Другое - вытекающее из первого - отличие смеха Сервантеса от смеха Рабле связано с тем, что карнавальный смех всегда направлен на объект (при том, что смеющийся не исключает из сферы осмеяния и самого себя, но опять-таки не в качестве субъекта карнавального развенчания: ведь субъект и объект смеха на карнавальной площади суть единое целое - "гротескное тело" толпы). Смех, звучащий в пространстве "романа сознания", оказывается направленным не только и не столько на нелепо-ряженое обличье, неуместные речи и выходки безумца, но на "человека внутреннего", скрывающегося под этим обличьем. И рождается он во внутреннем мире каждого читателя романа. Это - глубоко личностный смех, и в таком качестве его можно было бы квалифицировать как юмор, если следовать концепции Л. Пинского, одного из немногих русских исследователей, поставивших вопрос о специфике смеха Сервантеса [43]. "Единственная сфера юмора... - пишет Л. Пинский, - это личностное начало равно в субъекте смеха, предмете смеха, критериях оценки. Тогда как карнавал поглощает, уподобляет каждого всем и всему, интегрирует (крик карнавала: "делайте, как мы, как все"), юмор дифференцирует, выделяет "я" из всех - даже когда "оригинал", "чудак" (например, Дон Кихот) подвизается для всех, вплоть до самопожертвования ради всех. В юморе "мнение" перестает быть мнимым, недействительным, ненастоящим, несерьезным взглядом на вещи, каким оно представляется сознанию безличному (традиционно патриархальному или "омассовленному"), а напротив, выступает единственно живой, единственно реальной и убедительной формой собственного (самостоятельного) постижения жизни человеком..." [44].
Вместе с тем личностный смех Сервантеса сам по себе не нацелен на дифференциацию, на выделение "я" из целого, а, напротив, направлен на восстановление разрушенной целостности. Он - наглядное подтверждение мысли о том, что "смех действительно представляет собой высший и адекватный существу человека способ оценки зла, превышающий возможности любых иных прагматически более значимых эмоций, "готовых" стать действием. В противоположность им, направленным либо на разрушение внешней ситуации (гнев, ярость), либо на саморазрушение субъекта (горе, страдание), смех ничего не разрушает, но зато сам стойко противостоит любым мыслимым в принципе формам и видам разрушения" [45].

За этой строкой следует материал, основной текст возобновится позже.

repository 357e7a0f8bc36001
use rust_decimal::prelude::ToPrimitive;
use rust_decimal::{Decimal, RoundingStrategy};
use serde::{Deserialize, Serialize};
use std::time::Instant;

use crate::error::VcToolsError;
use crate::types::*;
use crate::VcToolsResult;

// ---------------------------------------------------------------------------
// Input types
// ---------------------------------------------------------------------------

/// A single priced Series A term sheet. Amounts in dollars, shares as counts.
#[derive(Debug, Clone, PartialEq, Eq, Hash, Serialize, Deserialize)]
pub struct TermSheetInput {
    pub name: String,
    /// Price per Series A share ($)
    pub share_price: Money,
    /// Pre-money valuation ($)
    pub pre_money: Money,
    /// Series A investment ($)
    pub investment: Money,
    /// Shares reserved for the option pool
    pub option_pool: u64,
    pub founder_shares: u64,
}

/// Several term sheets evaluated side by side.
#[derive(Debug, Clone, PartialEq, Eq, Hash, Serialize, Deserialize)]
pub struct TermSheetComparisonInput {
    pub term_sheets: Vec<TermSheetInput>,
}

// ---------------------------------------------------------------------------
// Output types
// ---------------------------------------------------------------------------

/// Post-round cap table for one term sheet.
#[derive(Debug, Clone, PartialEq, Serialize, Deserialize)]
pub struct DealStructure {
    pub name: String,
    pub share_price: Money,
    pub pre_money: Money,
    pub investment: Money,
    pub shares_issued: u64,
    pub post_money: Money,
    pub option_pool: u64,
    pub founder_shares: u64,
    pub total_shares: u64,
    pub founder_pct: Rate,
    pub option_pct: Rate,
    pub series_a_pct: Rate,
    /// Founders' stake at the post-money valuation ($)
    pub founder_value: Money,
}

#[derive(Debug, Clone, Serialize, Deserialize)]
pub struct TermSheetComparison {
    pub deals: Vec<DealStructure>,
    /// Name of the term sheet that leaves founders with the most value
    pub best_for_founders: String,
    /// Name of the term sheet that leaves founders with the largest stake
    pub highest_founder_ownership: String,
}

// ---------------------------------------------------------------------------
// Core computation
// ---------------------------------------------------------------------------

/// Round a non-negative share quantity to a whole count, halves away from zero.
pub(crate) fn round_shares(quantity: Decimal, field: &str) -> VcToolsResult<u64> {
    quantity
        .round_dp_with_strategy(0, RoundingStrategy::MidpointAwayFromZero)
        .to_u64()
        .ok_or_else(|| VcToolsError::InvalidInput {
            field: field.into(),
            reason: format!("Share count {quantity} is not representable"),
        })
}

/// Build the post-round cap table for one term sheet.
pub fn compute_deal_structure(term_sheet: &TermSheetInput) -> VcToolsResult<DealStructure> {
    if term_sheet.share_price <= Decimal::ZERO {
        return Err(VcToolsError::InvalidInput {
            field: "share_price".into(),
            reason: "Share price must be positive".into(),
        });
    }
    if term_sheet.investment < Decimal::ZERO {
        return Err(VcToolsError::InvalidInput {
            field: "investment".into(),
            reason: "Investment cannot be negative".into(),
        });
    }

    let shares_issued = round_shares(term_sheet.investment / term_sheet.share_price, "investment")?;
    let total_shares = term_sheet.founder_shares + term_sheet.option_pool + shares_issued;
    if total_shares == 0 {
        return Err(VcToolsError::DivisionByZero {
            context: format!("cap table of {}", term_sheet.name),
        });
    }

    let total = Decimal::from(total_shares);
    let founder_pct = Decimal::from(term_sheet.founder_shares) / total;
    let option_pct = Decimal::from(term_sheet.option_pool) / total;
    let series_a_pct = Decimal::from(shares_issued) / total;
    let post_money = term_sheet.pre_money + term_sheet.investment;

    Ok(DealStructure {
        name: term_sheet.name.clone(),
        share_price: term_sheet.share_price,
        pre_money: term_sheet.pre_money,
        investment: term_sheet.investment,
        shares_issued,
        post_money,
        option_pool: term_sheet.option_pool,
        founder_shares: term_sheet.founder_shares,
        total_shares,
        founder_pct,
        option_pct,
        series_a_pct,
        founder_value: founder_pct * post_money,
    })
}

/// Cap tables for every term sheet, and which one founders should prefer.
pub fn compare_term_sheets(
    input: &TermSheetComparisonInput,
) -> VcToolsResult<ComputationOutput<TermSheetComparison>> {
    let start = Instant::now();
    let mut warnings: Vec<String> = Vec::new();

    if input.term_sheets.is_empty() {
        return Err(VcToolsError::InsufficientData(
            "At least one term sheet is required".into(),
        ));
    }

    let deals = input
        .term_sheets
        .iter()
        .map(compute_deal_structure)
        .collect::<VcToolsResult<Vec<_>>>()?;

    for deal in &deals {
        let implied_pre = deal.share_price * Decimal::from(deal.founder_shares + deal.option_pool);
        if implied_pre != deal.pre_money {
            warnings.push(format!(
                "{}: share price implies a pre-money of {} but {} was quoted",
                deal.name, implied_pre, deal.pre_money
            ));
        }
    }

    // Non-empty, checked above
    let mut best_value = &deals[0];
    let mut best_ownership = &deals[0];
    for deal in &deals[1..] {
        if deal.founder_value > best_value.founder_value {
            best_value = deal;
        }
        if deal.founder_pct > best_ownership.founder_pct {
            best_ownership = deal;
        }
    }

    let output = TermSheetComparison {
        best_for_founders: best_value.name.clone(),
        highest_founder_ownership: best_ownership.name.clone(),
        deals,
    };

    let elapsed = start.elapsed().as_micros() as u64;
    Ok(with_metadata(
        "Term Sheet Comparison (post-round cap tables)",
        &serde_json::json!({
            "term_sheets": input.term_sheets.len(),
            "share_rounding": "half away from zero",
        }),
        warnings,
        elapsed,
        output,
    ))
}

// ---------------------------------------------------------------------------
// Tests
// ---------------------------------------------------------------------------
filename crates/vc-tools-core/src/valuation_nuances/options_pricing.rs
//! Value of warrants attached to an investment, priced on a five-period
//! binomial tree.
//!
//! The tree is a teaching simplification: the up factor is `1 + volatility`
//! and the down factor its reciprocal, with equal up/down odds and no
//! discounting. It is not a risk-neutral Cox-Ross-Rubinstein lattice.

use rust_decimal::Decimal;
use serde::{Deserialize, Serialize};
use std::time::Instant;

use crate::error::VcToolsError;
use crate::time_value::pow_int;
use crate::types::*;
use crate::VcToolsResult;

/// Number of periods in the tree.
pub const TREE_PERIODS: u32 = 5;

// ---------------------------------------------------------------------------
// Input / Output
// ---------------------------------------------------------------------------

/// Investment with an option grant on top. Amounts in dollars.
#[derive(Debug, Clone, PartialEq, Eq, Hash, Serialize, Deserialize)]
pub struct OptionsPricingInput {
    pub current_shares: Shares,
    /// Headline price per share ($)
    pub share_price: Money,
    /// Cash invested ($)
    pub investment: Money,
    /// Notional of the option grant at the strike ($)
    pub option_amount: Money,
    /// Strike above the share price (0.25 = 25% premium)
    pub strike_premium: Rate,
    /// Annual volatility, used directly as the up move (0.40 = 40%)
    pub volatility: Rate,
}

/// One terminal node of the tree.
#[derive(Debug, Clone, PartialEq, Serialize, Deserialize)]
pub struct BinomialNode {
    pub ups: u32,
    pub downs: u32,
    /// C(5, ups) / 2^5
    pub frequency: Rate,
    /// u^ups x d^downs
    pub multiplier: Multiple,
    pub share_value: Money,
    pub total_stock_value: Money,
    pub payoff_per_share: Money,
    pub total_payoff: Money,
    /// frequency x total_payoff
    pub weighted_payoff: Money,
}

#[derive(Debug, Clone, Serialize, Deserialize)]
pub struct OptionsPricingOutput {
    pub up_factor: Multiple,
    pub down_factor: Multiple,
    pub strike_price: Money,
    pub investment_shares: Shares,
    pub option_shares: Shares,
    /// Terminal nodes, all-up first
    pub nodes: Vec<BinomialNode>,
    pub expected_option_value: Money,
    /// Investment net of the option value handed over
    pub implied_investment: Money,
    pub implied_share_price: Money,
    pub implied_pre_money: Money,
}

// ---------------------------------------------------------------------------
// Core computation
// ---------------------------------------------------------------------------

/// Binomial coefficient C(n, k).
pub fn binomial_coefficient(n: u32, k: u32) -> u64 {
    if k > n {
        return 0;
    }
    let k = k.min(n - k) as u64;
    let n = n as u64;
    (0..k).fold(1u64, |acc, i| acc * (n - i) / (i + 1))
}

fn validate_options_input(input: &OptionsPricingInput) -> VcToolsResult<()> {
    if input.share_price <= Decimal::ZERO {
        return Err(VcToolsError::InvalidInput {
            field: "share_price".into(),
            reason: "Share price must be positive".into(),
        });
    }
    if input.volatility <= -Decimal::ONE {
        return Err(VcToolsError::InvalidInput {
            field: "volatility".into(),
            reason: "Volatility must be greater than -100%".into(),
        });
    }
    if input.strike_premium <= -Decimal::ONE {
        return Err(VcToolsError::InvalidInput {
            field: "strike_premium".into(),
            reason: "Strike must stay above zero".into(),
        });
    }
    if input.investment <= Decimal::ZERO {
        return Err(VcToolsError::InvalidInput {
            field: "investment".into(),
            reason: "Investment must be positive".into(),
        });
    }
    Ok(())
}

/// Price the option grant and back out the investment's implied valuation.
pub fn options_pricing(
    input: &OptionsPricingInput,
) -> VcToolsResult<ComputationOutput<OptionsPricingOutput>> {
    let start = Instant::now();
    let mut warnings: Vec<String> = Vec::new();

    validate_options_input(input)?;

    let up_factor = Decimal::ONE + input.volatility;
    let down_factor = Decimal::ONE / up_factor;
    let strike_price = input.share_price * (Decimal::ONE + input.strike_premium);
    let investment_shares = input.investment / input.share_price;
    let option_shares = input.option_amount / strike_price;
    let outcomes = Decimal::from(2u64.pow(TREE_PERIODS));

    let nodes: Vec<BinomialNode> = (0..=TREE_PERIODS)
        .rev()
        .map(|ups| {
            let downs = TREE_PERIODS - ups;
            let frequency = Decimal::from(binomial_coefficient(TREE_PERIODS, ups)) / outcomes;
            let multiplier = pow_int(up_factor, ups) * pow_int(down_factor, downs);
            let share_value = input.share_price * multiplier;
            let payoff_per_share = (share_value - strike_price).max(Decimal::ZERO);
            let total_payoff = payoff_per_share * option_shares;
            BinomialNode {
                ups,
                downs,
                frequency,
                multiplier,
                share_value,
                total_stock_value: share_value * option_shares,
                payoff_per_share,
                total_payoff,
                weighted_payoff: frequency * total_payoff,
            }
        })
        .collect();

    let expected_option_value: Money = nodes.iter().map(|n| n.weighted_payoff).sum();
    let implied_investment = input.investment - expected_option_value;
    let implied_share_price = implied_investment / investment_shares;
    let implied_pre_money = implied_share_price * input.current_shares;

    if implied_investment <= Decimal::ZERO {
        warnings.push(format!(
            "Expected option value {} exceeds the investment; implied valuation is not positive",
            expected_option_value.round_dp(2)
        ));
    }

    let output = OptionsPricingOutput {
        up_factor,
        down_factor,
        strike_price,
        investment_shares,
        option_shares,
        nodes,
        expected_option_value,
        implied_investment,
        implied_share_price,
        implied_pre_money,
    };

    let elapsed = start.elapsed().as_micros() as u64;
    Ok(with_metadata(
        "Binomial Option Pricing (5-period, u = 1 + volatility, d = 1/u)",
        &serde_json::json!({
            "periods": TREE_PERIODS,
            "volatility": input.volatility.to_string(),
            "strike_premium": input.strike_premium.to_string(),
            "share_price": input.share_price.to_string(),
            "discounting": "none",
        }),
        warnings,
        elapsed,
        output,
    ))
}

// ---------------------------------------------------------------------------
// Tests
// ---------------------------------------------------------------------------
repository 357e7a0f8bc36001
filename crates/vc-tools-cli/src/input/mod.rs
pub mod file;
pub mod stdin;
//! Hydrological conditioning and routing
//!
//! The chain used to derive drainage area from a bare DEM:
//! - Fill sinks: Planchon-Darboux depression removal
//! - Flow direction: D8 steepest descent
//! - Flow accumulation: upstream cell counts
//! - Drainage area: accumulation scaled to square kilometers

pub(crate) mod drainage_area;
pub(crate) mod fill_sinks;
pub(crate) mod flow_accumulation;
pub(crate) mod flow_direction;

pub use drainage_area::{
    accumulation_to_drainage_area, drainage_area, mask_dem_voids, DrainageArea, DrainageAreaParams,
    SQ_M_PER_SQ_KM,
};
pub use fill_sinks::{fill_sinks, FillSinks, FillSinksParams};
pub use flow_accumulation::{flow_accumulation, FlowAccumulation};
pub use flow_direction::{flow_direction, FlowDirection};

/// D8 neighbor offsets `(row, col)` in direction-code order.
///
/// ```text
///   4  3  2
///   5  0  1
///   6  7  8
/// ```
/// Code `k` (1..=8) moves by `D8_OFFSETS[k - 1]`.
pub(crate) const D8_OFFSETS: [(isize, isize); 8] = [
    (0, 1),
    (-1, 1),
    (-1, 0),
    (-1, -1),
    (0, -1),
    (1, -1),
    (1, 0),
    (1, 1),
];

/// Step length of each D8 direction in cell units
pub(crate) const D8_DIST: [f64; 8] = [
    1.0,
    std::f64::consts::SQRT_2,
    1.0,
    std::f64::consts::SQRT_2,
    1.0,
    std::f64::consts::SQRT_2,
    1.0,
    std::f64::consts::SQRT_2,
];

/// Neighbor of `(row, col)` in D8 direction index `idx`, if inside the grid
#[inline]
pub(crate) fn d8_neighbor(
    row: usize,
    col: usize,
    idx: usize,
    rows: usize,
    cols: usize,
) -> Option<(usize, usize)> {
    let (dr, dc) = D8_OFFSETS[idx];
    let nr = row as isize + dr;
    let nc = col as isize + dc;
    (nr >= 0 && nc >= 0 && (nr as usize) < rows && (nc as usize) < cols)
        .then_some((nr as usize, nc as usize))
}

/// NaN or equal to the declared no-data sentinel
#[inline]
pub(crate) fn is_void(value: f64, nodata: Option<f64>) -> bool {
    value.is_nan() || nodata.is_some_and(|nd| (value - nd).abs() < f64::EPSILON)
}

Однако если архаический смех, в том числе и карнавальный, нацелен на восстановление материального целого, на поддержание жизни космоса в его природном, телесном аспекте, то интериоризированный смех Сервантеса творит новую - духовную - общность. Будучи направленным не на объект в строгом значении слова, а на субъект, на неосязаемую субстанцию "другого", равноценную моему "я", смех в романе Сервантеса оборачивается собственной природной противоположностью - чувством стыда [46], осознанием неправедности моего смеха над "другим", чувством моей собственной личной греховности и ущербности. Обострение такого рода субъективно-рефлексивного начала, присущее европейской культуре романтизма, и стало почвой для романтического прочтения "Дон Кихота", которое пришло на смену веселому смеху здравомыслящего, уверенного в разумности мироздания и в силе собственного разума, читателя века Просвещения.
Сказанное не означает, однако, что карнавальный смех совершенно вытеснен со страниц романа смехом, ушедшим в глубь читательского сознания, смехом, стыдящимся самого себя. Напротив, карнавальный смех является в "Дон Кихоте" тем сущностно необходимым фоном, на котором прорисовываются контуры "внутреннего", "высокого", личностного смеха. Можно сказать даже, что карнавальный смех служит Сервантесу сырьем для переплавки в смех личностный. То есть, не будь у читателя повода и возможности на какое-то мгновение смешаться с толпой, ощутить свое единство с "народным целым", хохочущим над выходками безумца, не появилось бы у него оснований и для переживания чувства стыда, не надо было бы совеститься того, что вот только что, мгновение назад, он вместе с остальными потешался над идальго, забыв, что перед тобой - твой ближний.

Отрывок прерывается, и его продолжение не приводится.